As he spoke that day, Douglass, the master ironist, was well aware that tides of violent reaction were undermining the efforts of Lincoln and Reconstruction to secure “the heights of liberty and manhood” for Black Americans on every side.

Still, his public career was largely devoted to using symbols and history as spurs to endurance and work to retain and regain the hard-won advances. The statue unveiled that day in1876, which may be problematic to some modern viewers, was for him one such sign of indomitable endurance.

We have much need of this endurance still today, and few if any besides Frederick Douglass to voice it any better. I am grateful to David Blight for bringing him to our aid again, and don’t begrudge him the fact that he tells a story, much of which is still terrifying so many decades later.

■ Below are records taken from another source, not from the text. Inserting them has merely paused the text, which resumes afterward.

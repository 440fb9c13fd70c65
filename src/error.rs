use std::path::PathBuf;

use thiserror::Error;

#[derive(Error, Debug)]
pub enum Error {
    #[error("Cannot read {}: {}", path.display(), source)]
    File {
        path: PathBuf,
        #[source]
        source: std::io::Error,
    },

    #[error("Invalid Jira issues file {}: {}", path.display(), source)]
    TicketFormat {
        path: PathBuf,
        #[source]
        source: serde_json::Error,
    },

    #[error("Malformed commit header on line {line}: {content:?}")]
    LogFormat { line: usize, content: String },

    #[error("Configuration error: {0}")]
    Config(String),

    #[error("JSON serialization error: {0}")]
    Json(#[from] serde_json::Error),
}

impl Error {
    /// Missing or unreadable input file
    pub fn is_file_error(&self) -> bool {
        matches!(self, Error::File { .. })
    }

    /// Input that was read but could not be understood
    pub fn is_format_error(&self) -> bool {
        matches!(self, Error::TicketFormat { .. } | Error::LogFormat { .. })
    }
}

impl From<serde_yaml::Error> for Error {
    fn from(err: serde_yaml::Error) -> Self {
        Error::Config(err.to_string())
    }
}

pub type Result<T> = std::result::Result<T, Error>;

The formerly Abraham Lincoln High School in San Francisco. I wonder if Frederick Douglass would see the irony here . . . .

3 thoughts on “Frederick Douglass, on Lincoln as a White Man’s President & the Memory of Emancipation”

  1. Your comment concerning the “about to be canceled slaveholder” referring to the first President of the United States who, though flawed, made this nation possible by his leadership and dedication, was in my opinion a poor choice of words. Was Washington a slaveholder? Yes. Should we stop honoring his memory? No. Every president in my lifetime (dob 1952) has had feet of clay. Yet, some rose to the occasion to bring about much good. To cancel Washington’s memory is to do a disservice to history. It would be better to promote both his failings and his accomplishments so we can remind ourselves of our own fallen nature and how easy it is to fail in spite of our successes. Just my opinion.

  2. Fervent approval of your amendment as well as my own contribution that now, post-uprising, we have a renewed obligation to put forward heartfelt feelings and thoughts of dedication to compassionate democracy, in order that it avoid subversion by the majority OR the mob! The unacknowledged blessing of this time is its clear emphasis of this necessary collective choice.